Here is quick-start info for a new mmWave Sensor User.
Q1. I have bought one of mmwave sensor, now how to start with this?
To develop software on mmwave sensor we provide mmwave SDK which is applicable for the entire device variant except for AWR1243. Start with mmwave sensor training material and then refer mmwave SDK user guide which is available in mmWave SDK installation for writing code and executing an application on the sensor.
Please refer below link which provides all possible important links related to this device.
https://e2e.ti.com/support/sensors/f/1023/t/779813
https://e2e.ti.com/support/sensors/f/1023/p/827990/3062506#3062506
Q2. What are the boards or EVM I need to buy to work with mmWave Sensor?
First, you need to decide your mmWave Sensor variant out of AWR/IWR based on Automotive/Industrial or range/velocity etc. requirements. You can buy an evaluation board of the specific device variant xWR1***BOOST or [IWR6843ISK+MMWAVEICBOOST]
If you need to capture RAW ADC Data from mmWave Sensor for your development then we recommend you to get DCA1000EVM along with evaluation board.
Q3. Is there any reference application that is close to my requirement?
Answer: mmWave SDK provides mmw demo application in it for each of mmwave sensor variants. This application does radar signal processing and sends object data (cloud points) over UART to PC GUI. The same application provides an option to stream raw ADC data over LVDS.
On top of this application, there are many other examples are available at TI-Rex under Automotive and Industrial umbrella. Here you can find lab examples, chirp & antenna database and many experiments on mmwave sensor.
http://dev.ti.com/tirex/explore/node?node=AHJY4qNCowO17wH-P2ICKQ
Q4. What are tools, compiler or pre-requisite to use mmwave sensor for development?
Answer:
Hardware: EVM board and DCA1000EVM for data capture.

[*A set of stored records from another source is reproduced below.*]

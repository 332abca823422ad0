use std::{env, fmt::Display, path::PathBuf, str::FromStr, time::Duration};

use alloy::primitives::Address;

use crate::{
    constants::{
        DEFAULT_CONFIRMATION_POLL_INTERVAL_MS, DEFAULT_CONFIRMATION_TIMEOUT_SECONDS,
        DEFAULT_DEADLINE_SECONDS, DEFAULT_RPC_MAX_RETRIES, DEFAULT_RPC_RETRY_BASE_DELAY_MS,
        DEFAULT_RPC_RETRY_MAX_DELAY_MS, DEFAULT_RPC_TIMEOUT_SECONDS, DEFAULT_SWAP_COUNT,
        DEFAULT_SWAP_DELAY_MS, DEFAULT_SWAP_GAS_LIMIT, MAX_TOKEN_DECIMALS, NATIVE_DECIMALS,
    },
    domain::{to_base_units, validate_amount, BatchConfig, PathResolver, SwapExecutorConfig},
    models::{
        ApprovalPolicy, Asset, ConfigError, ConfirmationPolicy, SignerError, SlippageTolerance,
        SwapIntent,
    },
    services::{
        provider::RetryConfig,
        signer::{CredentialSource, EnvCredentialSource, FileCredentialSource},
    },
};

/// Where wallet keys come from.
#[derive(Debug, Clone, PartialEq, Eq)]
pub enum CredentialsConfig {
    /// Comma-separated keys in an environment variable.
    Env { var_name: String },
    /// One key per line in a file.
    File { path: PathBuf },
}

impl CredentialsConfig {
    pub fn open(&self) -> Result<Box<dyn CredentialSource>, SignerError> {
        match self {
            CredentialsConfig::Env { var_name } => {
                Ok(Box::new(EnvCredentialSource::new(var_name)?))
            }
            CredentialsConfig::File { path } => {
                Ok(Box::new(FileCredentialSource::new(path.clone())?))
            }
        }
    }
}

/// Everything a run needs, resolved and validated before the first RPC call.
#[derive(Debug, Clone)]
pub struct RunnerConfig {
    pub rpc_url: String,
    pub rpc_timeout_seconds: u64,
    pub retry: RetryConfig,
    pub credentials: CredentialsConfig,
    pub intent: SwapIntent,
    pub executor: SwapExecutorConfig,
    pub batch: BatchConfig,
}

fn optional(name: &str) -> Option<String> {
    env::var(name)
        .ok()
        .map(|value| value.trim().to_string())
        .filter(|value| !value.is_empty())
}

fn required(name: &str) -> Result<String, ConfigError> {
    optional(name).ok_or_else(|| ConfigError::MissingVariable(name.to_string()))
}

fn parse_value<T>(name: &str, raw: &str) -> Result<T, ConfigError>
where
    T: FromStr,
    T::Err: Display,
{
    raw.parse::<T>()
        .map_err(|e| ConfigError::invalid(name, format!("'{raw}': {e}")))
}

fn parse_or<T>(name: &str, default: T) -> Result<T, ConfigError>
where
    T: FromStr,
    T::Err: Display,
{
    optional(name).map_or(Ok(default), |raw| parse_value(name, &raw))
}

fn parse_optional<T>(name: &str) -> Result<Option<T>, ConfigError>
where
    T: FromStr,
    T::Err: Display,
{
    optional(name)
        .map(|raw| parse_value(name, &raw))
        .transpose()
}

fn parse_asset(name: &str) -> Result<Asset, ConfigError> {
    required(name)?.parse()
}

impl RunnerConfig {
    pub fn from_env() -> Result<Self, ConfigError> {
        let rpc_url = required("RPC_URL")?;
        let rpc_timeout_seconds = parse_or("RPC_TIMEOUT_SECONDS", DEFAULT_RPC_TIMEOUT_SECONDS)?;
        let retry = RetryConfig::new(
            parse_or("RPC_MAX_RETRIES", DEFAULT_RPC_MAX_RETRIES)?,
            DEFAULT_RPC_RETRY_BASE_DELAY_MS,
            DEFAULT_RPC_RETRY_MAX_DELAY_MS,
        );

        let credentials = Self::credentials_from_env()?;
        let native_placeholder = parse_optional::<Address>("NATIVE_PLACEHOLDER_ADDRESS")?;
        let intent = Self::intent_from_env(native_placeholder)?;
        let executor = Self::executor_from_env(native_placeholder)?;

        let batch = BatchConfig::new(
            parse_or("SWAP_COUNT", DEFAULT_SWAP_COUNT)?,
            Duration::from_millis(parse_or("SWAP_DELAY_MS", DEFAULT_SWAP_DELAY_MS)?),
            parse_or("ABORT_WALLET_ON_INSUFFICIENT_BALANCE", true)?,
        )?;

        Ok(Self {
            rpc_url,
            rpc_timeout_seconds,
            retry,
            credentials,
            intent,
            executor,
            batch,
        })
    }

    fn credentials_from_env() -> Result<CredentialsConfig, ConfigError> {
        if let Some(path) = optional("PRIVATE_KEYS_FILE") {
            return Ok(CredentialsConfig::File {
                path: PathBuf::from(path),
            });
        }
        // The keys themselves are read by the credential source, one at a time.
        required("PRIVATE_KEYS")?;
        Ok(CredentialsConfig::Env {
            var_name: "PRIVATE_KEYS".to_string(),
        })
    }

    fn intent_from_env(native_placeholder: Option<Address>) -> Result<SwapIntent, ConfigError> {
        let mut input = parse_asset("TOKEN_IN")?;
        let output = parse_asset("TOKEN_OUT")?;

        if let Some(decimals) = parse_optional::<u8>("TOKEN_IN_DECIMALS")? {
            if decimals > MAX_TOKEN_DECIMALS {
                return Err(ConfigError::invalid(
                    "TOKEN_IN_DECIMALS",
                    format!("at most {MAX_TOKEN_DECIMALS} decimals are supported"),
                ));
            }
            if input.is_native() {
                return Err(ConfigError::invalid(
                    "TOKEN_IN_DECIMALS",
                    "the native currency has fixed decimals",
                ));
            }
            input = input.with_decimals(decimals);
        }

        PathResolver::new(native_placeholder)
            .resolve(&input, &output)
            .map_err(|e| ConfigError::invalid("TOKEN_OUT", e.to_string()))?;

        let amount = required("AMOUNT_TO_SWAP")?;
        // Token decimals unknown until queried: only the notation can be checked now.
        let known_decimals = match input {
            Asset::Native => Some(NATIVE_DECIMALS),
            Asset::Token { decimals, .. } => decimals,
        };
        match known_decimals {
            Some(decimals) => to_base_units(&amount, decimals).map(|_| ()),
            None => validate_amount(&amount),
        }
        .map_err(|e| ConfigError::invalid("AMOUNT_TO_SWAP", e.to_string()))?;

        let slippage = parse_optional::<SlippageTolerance>("SLIPPAGE_TOLERANCE")?;
        if slippage.is_none() && !parse_or("ALLOW_UNPROTECTED_SWAPS", false)? {
            return Err(ConfigError::invalid(
                "SLIPPAGE_TOLERANCE",
                "not set; set ALLOW_UNPROTECTED_SWAPS=true to swap with a zero minimum output",
            ));
        }

        Ok(SwapIntent::new(input, output, amount, slippage))
    }

    fn executor_from_env(
        native_placeholder: Option<Address>,
    ) -> Result<SwapExecutorConfig, ConfigError> {
        let router = parse_value::<Address>("ROUTER_ADDRESS", &required("ROUTER_ADDRESS")?)?;

        let deadline_seconds = parse_or("DEADLINE_SECONDS", DEFAULT_DEADLINE_SECONDS)?;
        if deadline_seconds <= 0 {
            return Err(ConfigError::invalid(
                "DEADLINE_SECONDS",
                "must be a positive number of seconds",
            ));
        }

        let gas_limit = match parse_or("GAS_LIMIT", DEFAULT_SWAP_GAS_LIMIT)? {
            0 => None,
            limit => Some(limit),
        };

        let timeout = match parse_or(
            "CONFIRMATION_TIMEOUT_SECONDS",
            DEFAULT_CONFIRMATION_TIMEOUT_SECONDS,
        )? {
            0 => None,
            seconds => Some(Duration::from_secs(seconds)),
        };
        let poll_interval = Duration::from_millis(parse_or(
            "CONFIRMATION_POLL_INTERVAL_MS",
            DEFAULT_CONFIRMATION_POLL_INTERVAL_MS,
        )?);

        Ok(SwapExecutorConfig {
            router,
            deadline_seconds,
            gas_limit,
            confirmation: ConfirmationPolicy {
                timeout,
                poll_interval,
            },
            approval_policy: parse_or("APPROVAL_POLICY", ApprovalPolicy::default())?,
            native_placeholder,
        })
    }
}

Software reference: mmWave SDK
Compiler and other tools: install along with SDK installer.
RTOS: TI-RTOS (default with SDK) but can be easily migrated to other available RTOS or AutoSAR.
Peripheral Driver: mmWave SDK provides all possible peripheral driver, even MCAL driver (separate package) is available for AutoSAR.
Flashing tool: UniFlash
IDE: Code Composer Studio (CCS)
Windows/Linux: mmWave SDK Installer comes for Windows and Linux. Users can build code/application in these two OS.
Q5. What is the field of view for EVM/BoosterPack? (both azimuth and elevation)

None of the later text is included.